Provided information -

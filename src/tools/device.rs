//! Hardware bus capability
//!
//! Reads and writes registers on allow-listed I2C, SPI and GPIO devices
//! through a [`BusDriver`]. Devices not named in the configuration cannot
//! be addressed, and devices marked read-only reject writes during
//! validation.

use std::collections::{BTreeMap, HashMap};
use std::sync::Arc;

use async_trait::async_trait;
use serde::Deserialize;
use serde_json::json;
use tokio::sync::Mutex;
use tokio::time::Instant;

use crate::config::{BusKind, DeviceConfig};
use crate::error::CapabilityError;
use crate::tools::{parse_args, Capability, CapabilityOutput, InvocationContext, ValidatedArgs};

/// Access to a hardware bus
#[async_trait]
pub trait BusDriver: Send + Sync {
    /// Read `length` bytes starting at `register`
    async fn read(
        &self,
        device: &DeviceConfig,
        register: u8,
        length: usize,
    ) -> Result<Vec<u8>, CapabilityError>;

    /// Write `data` starting at `register`
    async fn write(
        &self,
        device: &DeviceConfig,
        register: u8,
        data: &[u8],
    ) -> Result<(), CapabilityError>;
}

/// In-memory register file per device, used on hosts without a real bus
#[derive(Debug, Default)]
pub struct SimulatedBus {
    registers: Mutex<HashMap<String, BTreeMap<u8, u8>>>,
}

impl SimulatedBus {
    /// Create an empty simulated bus
    pub fn new() -> Self {
        Self::default()
    }
}

#[async_trait]
impl BusDriver for SimulatedBus {
    async fn read(
        &self,
        device: &DeviceConfig,
        register: u8,
        length: usize,
    ) -> Result<Vec<u8>, CapabilityError> {
        let registers = self.registers.lock().await;
        let file = registers.get(&device.id);
        Ok((0..length)
            .map(|offset| {
                let reg = register.wrapping_add(offset as u8);
                file.and_then(|f| f.get(&reg)).copied().unwrap_or(0)
            })
            .collect())
    }

    async fn write(
        &self,
        device: &DeviceConfig,
        register: u8,
        data: &[u8],
    ) -> Result<(), CapabilityError> {
        let mut registers = self.registers.lock().await;
        let file = registers.entry(device.id.clone()).or_default();
        for (offset, byte) in data.iter().enumerate() {
            file.insert(register.wrapping_add(offset as u8), *byte);
        }
        Ok(())
    }
}

/// Largest single read
const MAX_READ_LEN: usize = 64;

#[derive(Debug, Deserialize)]
#[serde(tag = "action", rename_all = "snake_case")]
enum DeviceParams {
    List,
    Read {
        device: String,
        register: u8,
        #[serde(default = "default_read_len")]
        length: usize,
    },
    Write {
        device: String,
        register: u8,
        data: Vec<u8>,
    },
}

fn default_read_len() -> usize {
    1
}

#[derive(Debug)]
enum DeviceAction {
    List,
    Read {
        device: DeviceConfig,
        register: u8,
        length: usize,
    },
    Write {
        device: DeviceConfig,
        register: u8,
        data: Vec<u8>,
    },
}

/// The `device` capability
pub struct DeviceCapability {
    devices: BTreeMap<String, DeviceConfig>,
    driver: Arc<dyn BusDriver>,
}

impl DeviceCapability {
    /// Create the capability over the allow-listed `devices`
    pub fn new(devices: Vec<DeviceConfig>, driver: Arc<dyn BusDriver>) -> Self {
        Self {
            devices: devices.into_iter().map(|d| (d.id.clone(), d)).collect(),
            driver,
        }
    }

    fn device(&self, id: &str) -> Result<DeviceConfig, CapabilityError> {
        self.devices.get(id).cloned().ok_or_else(|| {
            CapabilityError::ValidationRejected(format!("device '{}' is not allowed", id))
        })
    }
}

fn bus_name(bus: BusKind) -> &'static str {
    match bus {
        BusKind::I2c => "i2c",
        BusKind::Spi => "spi",
        BusKind::Gpio => "gpio",
    }
}

#[async_trait]
impl Capability for DeviceCapability {
    fn name(&self) -> &str {
        "device"
    }

    fn description(&self) -> &str {
        "List, read, or write registers of configured hardware devices (I2C, SPI, GPIO)."
    }

    fn parameters(&self) -> serde_json::Value {
        json!({
            "type": "object",
            "properties": {
                "action": {"type": "string", "enum": ["list", "read", "write"]},
                "device": {"type": "string", "description": "Configured device id"},
                "register": {"type": "integer", "minimum": 0, "maximum": 255},
                "length": {"type": "integer", "minimum": 1, "maximum": MAX_READ_LEN},
                "data": {
                    "type": "array",
                    "items": {"type": "integer", "minimum": 0, "maximum": 255}
                }
            },
            "required": ["action"]
        })
    }

    fn validate(
        &self,
        args: &serde_json::Value,
        _ctx: &InvocationContext,
    ) -> Result<ValidatedArgs, CapabilityError> {
        let action = match parse_args::<DeviceParams>(self.name(), args)? {
            DeviceParams::List => DeviceAction::List,
            DeviceParams::Read {
                device,
                register,
                length,
            } => {
                if length == 0 || length > MAX_READ_LEN {
                    return Err(CapabilityError::ValidationRejected(format!(
                        "read length must be between 1 and {}",
                        MAX_READ_LEN
                    )));
                }
                DeviceAction::Read {
                    device: self.device(&device)?,
                    register,
                    length,
                }
            }
            DeviceParams::Write {
                device,
                register,
                data,
            } => {
                let device = self.device(&device)?;
                if device.read_only {
                    return Err(CapabilityError::ValidationRejected(format!(
                        "device '{}' is read-only",
                        device.id
                    )));
                }
                if data.is_empty() {
                    return Err(CapabilityError::ValidationRejected(
                        "write requires at least one byte".to_string(),
                    ));
                }
                DeviceAction::Write {
                    device,
                    register,
                    data,
                }
            }
        };
        Ok(ValidatedArgs::new(self.name(), action))
    }

    async fn execute(
        &self,
        args: ValidatedArgs,
        _deadline: Instant,
    ) -> Result<CapabilityOutput, CapabilityError> {
        match args.into_params::<DeviceAction>()? {
            DeviceAction::List => {
                if self.devices.is_empty() {
                    return Ok(CapabilityOutput::text("No devices configured"));
                }
                let lines: Vec<String> = self
                    .devices
                    .values()
                    .map(|d| {
                        format!(
                            "{} ({} {}){}",
                            d.id,
                            bus_name(d.bus),
                            d.address,
                            if d.read_only { " read-only" } else { "" }
                        )
                    })
                    .collect();
                Ok(CapabilityOutput::text(lines.join("\n")))
            }
            DeviceAction::Read {
                device,
                register,
                length,
            } => {
                let bytes = self.driver.read(&device, register, length).await?;
                let hex: Vec<String> = bytes.iter().map(|b| format!("0x{:02x}", b)).collect();
                tracing::debug!(device = %device.id, register, length, "Device read");
                Ok(CapabilityOutput::text(format!(
                    "{} register 0x{:02x}: {}",
                    device.id,
                    register,
                    hex.join(" ")
                )))
            }
            DeviceAction::Write {
                device,
                register,
                data,
            } => {
                self.driver.write(&device, register, &data).await?;
                tracing::info!(device = %device.id, register, bytes = data.len(), "Device write");
                Ok(CapabilityOutput::text(format!(
                    "Wrote {} byte(s) to {} register 0x{:02x}",
                    data.len(),
                    device.id,
                    register
                )))
            }
        }
    }
}

#[cfg(test)]
mod tests {
    use super::*;
    use std::time::Duration;

    fn devices() -> Vec<DeviceConfig> {
        vec![
            DeviceConfig {
                id: "thermo".into(),
                bus: BusKind::I2c,
                address: "0x48".into(),
                read_only: true,
            },
            DeviceConfig {
                id: "led".into(),
                bus: BusKind::Gpio,
                address: "17".into(),
                read_only: false,
            },
        ]
    }

    fn deadline() -> Instant {
        Instant::now() + Duration::from_secs(1)
    }

    #[tokio::test]
    async fn test_write_then_read_simulated_registers() {
        let capability = DeviceCapability::new(devices(), Arc::new(SimulatedBus::new()));
        let ctx = InvocationContext::default();

        let write = capability
            .validate(
                &json!({"action": "write", "device": "led", "register": 1, "data": [1, 255]}),
                &ctx,
            )
            .unwrap();
        capability.execute(write, deadline()).await.unwrap();

        let read = capability
            .validate(
                &json!({"action": "read", "device": "led", "register": 1, "length": 3}),
                &ctx,
            )
            .unwrap();
        let output = capability.execute(read, deadline()).await.unwrap();
        assert_eq!(output.text, "led register 0x01: 0x01 0xff 0x00");
    }

    #[test]
    fn test_read_only_and_unknown_devices_rejected() {
        let capability = DeviceCapability::new(devices(), Arc::new(SimulatedBus::new()));
        let ctx = InvocationContext::default();

        let read_only = capability.validate(
            &json!({"action": "write", "device": "thermo", "register": 0, "data": [1]}),
            &ctx,
        );
        assert!(matches!(
            read_only,
            Err(CapabilityError::ValidationRejected(_))
        ));

        let unknown =
            capability.validate(&json!({"action": "read", "device": "motor", "register": 0}), &ctx);
        assert!(unknown.is_err());

        let too_long = capability.validate(
            &json!({"action": "read", "device": "thermo", "register": 0, "length": 500}),
            &ctx,
        );
        assert!(too_long.is_err());
    }

    #[tokio::test]
    async fn test_list_devices() {
        let capability = DeviceCapability::new(devices(), Arc::new(SimulatedBus::new()));
        let args = capability
            .validate(&json!({"action": "list"}), &InvocationContext::default())
            .unwrap();
        let output = capability.execute(args, deadline()).await.unwrap();
        assert_eq!(output.text, "led (gpio 17)\nthermo (i2c 0x48) read-only");
    }
}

Work instruction - The required output is the set of lines from the first line of the data through the line that contains "pub trait BusDriver: Send", transcribed exactly.

Exercise response -
filename src/tools/device.rs
//! Hardware bus capability
//!
//! Reads and writes registers on allow-listed I2C, SPI and GPIO devices
//! through a [`BusDriver`]. Devices not named in the configuration cannot
//! be addressed, and devices marked read-only reject writes during
//! validation.

use std::collections::{BTreeMap, HashMap};
use std::sync::Arc;

use async_trait::async_trait;
use serde::Deserialize;
use serde_json::json;
use tokio::sync::Mutex;
use tokio::time::Instant;

use crate::config::{BusKind, DeviceConfig};
use crate::error::CapabilityError;
use crate::tools::{parse_args, Capability, CapabilityOutput, InvocationContext, ValidatedArgs};

/// Access to a hardware bus
#[async_trait]
pub trait BusDriver: Send + Sync {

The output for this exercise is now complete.